Free visa extensions should be given to all foreign NHS and social care workers, a group of MPs has said.

It is "unfair" that some of the lowest paid workers face charges of thousands of pounds to stay in the country, ministers have been told.

The Home Office has given a one-year free visa extension for some staff in the NHS and care sectors.

The government said it was "incredibly grateful" to health and care staff working on the frontline against Covid.

But the cross-party Commons Home Affairs Committee said all staff in the sector should be covered in the scheme.

The Home Office's visa extension list was initially limited to NHS doctors, nurses and paramedics, but in April it was extended to include more NHS staff, such as radiographers and social workers, plus some social care staff.

But the list does not include jobs such as porters and cleaners.

For those eligible, the extension covers visas which expire between 31 March and 1 October 2020. The scheme has been extended to about 3,000 key frontline health workers, the government said.
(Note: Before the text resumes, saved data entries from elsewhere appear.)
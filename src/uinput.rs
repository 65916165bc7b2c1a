//! Virtual joystick host using evdev/uinput
//!
//! Stands in for a game on Linux: registering the plugin's device creates a
//! uinput joystick with one absolute axis per input, and drained events are
//! emitted as `ABS_*` updates.

use crate::host::{DeviceDescriptor, HostStatus, Registrar};
use crate::poll::InputEvent;
use evdev::{
    uinput::{VirtualDevice, VirtualDeviceBuilder},
    AbsInfo, AbsoluteAxisType, AttributeSet, Key, UinputAbsSetup,
};
use thiserror::Error;
use tracing::{error, info};

/// Joystick axis value range (standard for most games)
pub const AXIS_MIN: i32 = -32767;
pub const AXIS_MAX: i32 = 32767;

/// evdev axes in input slot order
const AXIS_CODES: [AbsoluteAxisType; 6] = [
    AbsoluteAxisType::ABS_X,
    AbsoluteAxisType::ABS_Y,
    AbsoluteAxisType::ABS_Z,
    AbsoluteAxisType::ABS_RX,
    AbsoluteAxisType::ABS_RY,
    AbsoluteAxisType::ABS_RZ,
];

/// Errors from virtual joystick operations
#[derive(Debug, Error)]
pub enum JoystickError {
    #[error("Failed to create virtual device: {0}")]
    CreateDevice(#[source] std::io::Error),
    #[error("Failed to emit event: {0}")]
    EmitEvent(#[source] std::io::Error),
    #[error("Device not registered")]
    NotRegistered,
}

/// Host that exposes the registered device as a uinput joystick
#[derive(Default)]
pub struct UinputHost {
    device: Option<VirtualDevice>,
    axis_count: usize,
}

impl UinputHost {
    pub fn new() -> Self {
        Self::default()
    }

    fn create(descriptor: &DeviceDescriptor) -> Result<VirtualDevice, JoystickError> {
        let mut builder = VirtualDeviceBuilder::new()
            .map_err(JoystickError::CreateDevice)?
            .name(&descriptor.display_name);

        // udev only tags devices with at least one button as joysticks
        let mut keys = AttributeSet::<Key>::new();
        keys.insert(Key::BTN_SOUTH);
        builder = builder
            .with_keys(&keys)
            .map_err(JoystickError::CreateDevice)?;

        for code in AXIS_CODES.iter().take(descriptor.inputs.len()) {
            let abs_setup = UinputAbsSetup::new(*code, AbsInfo::new(0, AXIS_MIN, AXIS_MAX, 0, 0, 1));
            builder = builder
                .with_absolute_axis(&abs_setup)
                .map_err(JoystickError::CreateDevice)?;
        }

        builder.build().map_err(JoystickError::CreateDevice)
    }

    /// Emit drained events as axis updates
    pub fn apply(&mut self, events: &[InputEvent]) -> Result<(), JoystickError> {
        let device = self.device.as_mut().ok_or(JoystickError::NotRegistered)?;

        let updates: Vec<_> = events
            .iter()
            .filter(|e| e.input_index < self.axis_count)
            .map(|e| {
                evdev::InputEvent::new_now(
                    evdev::EventType::ABSOLUTE,
                    AXIS_CODES[e.input_index].0,
                    scale_axis(e.value),
                )
            })
            .collect();

        if !updates.is_empty() {
            device.emit(&updates).map_err(JoystickError::EmitEvent)?;
        }
        Ok(())
    }

    /// Get the device path (e.g., /dev/input/eventX)
    pub fn device_path(&mut self) -> Option<std::path::PathBuf> {
        self.device
            .as_mut()?
            .enumerate_dev_nodes_blocking()
            .ok()?
            .next()?
            .ok()
    }
}

impl Registrar for UinputHost {
    fn register_device(&mut self, descriptor: &DeviceDescriptor) -> HostStatus {
        if self.device.is_some() {
            return HostStatus::AlreadyRegistered;
        }
        if descriptor.inputs.len() > AXIS_CODES.len() {
            error!(
                "Device '{}' has {} inputs, at most {} axes are supported",
                descriptor.name,
                descriptor.inputs.len(),
                AXIS_CODES.len()
            );
            return HostStatus::InvalidParameter;
        }

        match Self::create(descriptor) {
            Ok(device) => {
                info!("Created virtual joystick: {}", descriptor.display_name);
                self.axis_count = descriptor.inputs.len();
                self.device = Some(device);
                HostStatus::Ok
            }
            Err(e) => {
                error!("{}", e);
                HostStatus::GenericError
            }
        }
    }
}

/// Scale an axis value (-1.0..=1.0) to the joystick range
pub fn scale_axis(value: f32) -> i32 {
    (value.clamp(-1.0, 1.0) * AXIS_MAX as f32).round() as i32
}
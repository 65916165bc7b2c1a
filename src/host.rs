//! Host application interface
//!
//! Models what a game's input plugin API hands to the plugin: version and
//! game identification, a log sink, and device registration. Status codes
//! follow the SCS input SDK numbering.

use crate::config::AxisTable;
use std::fmt;

/// Status returned across the host boundary
#[derive(Debug, Clone, Copy, PartialEq, Eq, Hash)]
pub enum HostStatus {
    Ok,
    Unsupported,
    InvalidParameter,
    AlreadyRegistered,
    /// No (more) input events this frame
    NotFound,
    GenericError,
}

impl HostStatus {
    /// Numeric code as the host expects it
    pub fn code(self) -> i32 {
        match self {
            HostStatus::Ok => 0,
            HostStatus::Unsupported => -1,
            HostStatus::InvalidParameter => -2,
            HostStatus::AlreadyRegistered => -3,
            HostStatus::NotFound => -4,
            HostStatus::GenericError => -7,
        }
    }
}

impl fmt::Display for HostStatus {
    fn fmt(&self, f: &mut fmt::Formatter<'_>) -> fmt::Result {
        let s = match self {
            HostStatus::Ok => "ok",
            HostStatus::Unsupported => "unsupported",
            HostStatus::InvalidParameter => "invalid parameter",
            HostStatus::AlreadyRegistered => "already registered",
            HostStatus::NotFound => "not found",
            HostStatus::GenericError => "generic error",
        };
        write!(f, "{} ({})", s, self.code())
    }
}

// ---------------------------------------------------------------------------
// Logging
// ---------------------------------------------------------------------------

/// Severity levels the host log understands
#[derive(Debug, Clone, Copy, PartialEq, Eq, Hash)]
pub enum HostLogLevel {
    Message,
    Warning,
    Error,
}

impl fmt::Display for HostLogLevel {
    fn fmt(&self, f: &mut fmt::Formatter<'_>) -> fmt::Result {
        f.write_str(match self {
            HostLogLevel::Message => "message",
            HostLogLevel::Warning => "warning",
            HostLogLevel::Error => "error",
        })
    }
}

/// The host's log sink
pub trait HostLog: Send + Sync {
    fn log(&self, level: HostLogLevel, line: &str);
}

impl<F> HostLog for F
where
    F: Fn(HostLogLevel, &str) + Send + Sync,
{
    fn log(&self, level: HostLogLevel, line: &str) {
        self(level, line)
    }
}

// ---------------------------------------------------------------------------
// Versions
// ---------------------------------------------------------------------------

/// Pack a `major.minor` version the way the host does
pub const fn make_version(major: u32, minor: u32) -> u32 {
    (major << 16) | (minor & 0xFFFF)
}

pub const fn major_version(version: u32) -> u32 {
    (version >> 16) & 0xFFFF
}

pub const fn minor_version(version: u32) -> u32 {
    version & 0xFFFF
}

/// Euro Truck Simulator 2
pub const GAME_ID_EUT2: &str = "eut2";
/// American Truck Simulator
pub const GAME_ID_ATS: &str = "ats";

/// Oldest game input API version the mapping was written against
pub const MINIMAL_GAME_VERSION: u32 = make_version(1, 0);
/// Newest game input API version known to work
pub const IMPLEMENTED_GAME_VERSION: u32 = make_version(1, 0);

/// The running host application
#[derive(Debug, Clone, PartialEq, Eq)]
pub struct HostInfo {
    pub game_id: String,
    pub game_version: u32,
}

/// Outcome of checking the host application against what we support
#[derive(Debug, Clone, Copy, PartialEq, Eq)]
pub enum Compatibility {
    Supported,
    /// Below the minimal version, some features may be missing
    TooOld,
    /// Newer major version, values may be incompatible
    TooNewMajor,
    /// Not a game this plugin knows
    UnknownGame,
}

impl HostInfo {
    pub fn new(game_id: &str, game_version: u32) -> Self {
        Self {
            game_id: game_id.to_string(),
            game_version,
        }
    }

    pub fn major(&self) -> u32 {
        major_version(self.game_version)
    }

    pub fn minor(&self) -> u32 {
        minor_version(self.game_version)
    }

    /// Compatibility is advisory: every outcome still runs
    pub fn compatibility(&self) -> Compatibility {
        if self.game_id != GAME_ID_EUT2 && self.game_id != GAME_ID_ATS {
            return Compatibility::UnknownGame;
        }
        if self.game_version < MINIMAL_GAME_VERSION {
            return Compatibility::TooOld;
        }
        // Future versions are fine as long the major version is not changed
        if self.major() > major_version(IMPLEMENTED_GAME_VERSION) {
            return Compatibility::TooNewMajor;
        }
        Compatibility::Supported
    }
}

// ---------------------------------------------------------------------------
// Device registration
// ---------------------------------------------------------------------------

/// Value type of an input channel
#[derive(Debug, Clone, Copy, PartialEq, Eq)]
pub enum ValueType {
    Float,
}

/// One input channel of a registered device
#[derive(Debug, Clone, PartialEq)]
pub struct InputDescriptor {
    /// Stable identifier used in the host's control bindings
    pub name: String,
    /// Name shown to the player
    pub display_name: String,
    pub value_type: ValueType,
}

/// A virtual device as presented to the host
#[derive(Debug, Clone, PartialEq)]
pub struct DeviceDescriptor {
    pub name: String,
    pub display_name: String,
    pub inputs: Vec<InputDescriptor>,
}

/// Identifier of the registered device
pub const DEVICE_NAME: &str = "keyaxis";
/// Display name of the registered device
pub const DEVICE_DISPLAY_NAME: &str = "Analog Keyboard Device";

impl DeviceDescriptor {
    /// One float input per axis slot, `axis1`..`axis6`, display-named from
    /// the table
    pub fn for_table(table: &AxisTable) -> Self {
        let inputs = table
            .iter()
            .enumerate()
            .map(|(index, axis)| InputDescriptor {
                name: format!("axis{}", index + 1),
                display_name: axis.display_name.clone(),
                value_type: ValueType::Float,
            })
            .collect();

        Self {
            name: DEVICE_NAME.to_string(),
            display_name: DEVICE_DISPLAY_NAME.to_string(),
            inputs,
        }
    }
}

/// Accepts device registrations from the plugin
pub trait Registrar {
    fn register_device(&mut self, device: &DeviceDescriptor) -> HostStatus;
}

/// Registrar that keeps what it was given
///
/// Used by the simulator and in tests; rejects a second device with the
/// same name like a real host would.
#[derive(Debug, Default)]
pub struct RecordingRegistrar {
    devices: Vec<DeviceDescriptor>,
    reject_with: Option<HostStatus>,
}

impl RecordingRegistrar {
    pub fn new() -> Self {
        Self::default()
    }

    /// A registrar that refuses every device with `status`
    pub fn rejecting(status: HostStatus) -> Self {
        Self {
            devices: Vec::new(),
            reject_with: Some(status),
        }
    }

    pub fn devices(&self) -> &[DeviceDescriptor] {
        &self.devices
    }
}

impl Registrar for RecordingRegistrar {
    fn register_device(&mut self, device: &DeviceDescriptor) -> HostStatus {
        if let Some(status) = self.reject_with {
            return status;
        }
        if self.devices.iter().any(|d| d.name == device.name) {
            return HostStatus::AlreadyRegistered;
        }
        self.devices.push(device.clone());
        HostStatus::Ok
    }
}

#[cfg(test)]
mod tests {
    use super::*;

    #[test]
    fn test_version_packing() {
        let v = make_version(1, 18);
        assert_eq!(v, 0x0001_0012);
        assert_eq!(major_version(v), 1);
        assert_eq!(minor_version(v), 18);
    }

    #[test]
    fn test_compatibility() {
        assert_eq!(
            HostInfo::new(GAME_ID_EUT2, make_version(1, 0)).compatibility(),
            Compatibility::Supported
        );
        // Newer minor versions are fine
        assert_eq!(
            HostInfo::new(GAME_ID_ATS, make_version(1, 7)).compatibility(),
            Compatibility::Supported
        );
        assert_eq!(
            HostInfo::new(GAME_ID_ATS, make_version(0, 9)).compatibility(),
            Compatibility::TooOld
        );
        assert_eq!(
            HostInfo::new(GAME_ID_EUT2, make_version(2, 0)).compatibility(),
            Compatibility::TooNewMajor
        );
        assert_eq!(
            HostInfo::new("rally", make_version(1, 0)).compatibility(),
            Compatibility::UnknownGame
        );
    }

    #[test]
    fn test_descriptor_from_table() {
        let desc = DeviceDescriptor::for_table(&AxisTable::with_defaults());
        assert_eq!(desc.name, DEVICE_NAME);
        assert_eq!(desc.inputs.len(), crate::config::AXIS_COUNT);
        assert_eq!(desc.inputs[0].name, "axis1");
        assert_eq!(desc.inputs[0].display_name, "unnamed axis");
        assert_eq!(desc.inputs[3].display_name, "Analog key AD");
        assert!(desc.inputs.iter().all(|i| i.value_type == ValueType::Float));
    }

    #[test]
    fn test_recording_registrar() {
        let desc = DeviceDescriptor::for_table(&AxisTable::new());
        let mut registrar = RecordingRegistrar::new();
        assert_eq!(registrar.register_device(&desc), HostStatus::Ok);
        assert_eq!(
            registrar.register_device(&desc),
            HostStatus::AlreadyRegistered
        );
        assert_eq!(registrar.devices().len(), 1);

        let mut rejecting = RecordingRegistrar::rejecting(HostStatus::GenericError);
        assert_eq!(rejecting.register_device(&desc), HostStatus::GenericError);
        assert!(rejecting.devices().is_empty());
    }

    #[test]
    fn test_status_codes() {
        assert_eq!(HostStatus::Ok.code(), 0);
        assert_eq!(HostStatus::NotFound.code(), -4);
        assert_eq!(HostStatus::GenericError.to_string(), "generic error (-7)");
    }
}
But the committee said that excluding care workers and lower-paid NHS staff from the extension scheme "fails to recognise the scale of their contribution to the UK fight against Covid-19".

"Many of the excluded NHS employees - who include hospital porters, cleaners and administrative staff - are providing essential services to the NHS and its patients at this most trying time," the committee said.

"They are also more likely to be in lower-paid job roles, meaning that the necessity of paying visa renewal fees is a much greater financial burden."

Labour MP, Yvette Cooper, who chairs the committee, said the NHS and social care sector have relied on help during the coronavirus crisis from foreign workers.

"Excluding the care workers who hold dying residents' hands, the cleaners who scrub the door handles and floors of the Covid wards, or the porters who take patients to intensive care is just wrong," Ms Cooper said.

She said that she will table an amendment with cross-party backing to the government's Immigration Bill.

Last month, the government scrapped the immigration health surcharge for all NHS staff and care workers.

The Home Office has also extended its bereavement scheme so families of overseas NHS support staff and care workers who have died with coronavirus can stay in the UK permanently.

In its report, the committee urged the government to make it easier for overseas health and care workers to settle in the UK.

"We believe that people who have given so much, and in many cases risked their own health, for the nations and people of the UK should be assisted to become permanent members of the society to which they have dedicated themselves," the report stated.

A government spokesperson said: "We are incredibly grateful for all the hard work that health and care workers continue to do in the fight against coronavirus.

"Right across the immigration system we are supporting NHS and other eligible health and care workers."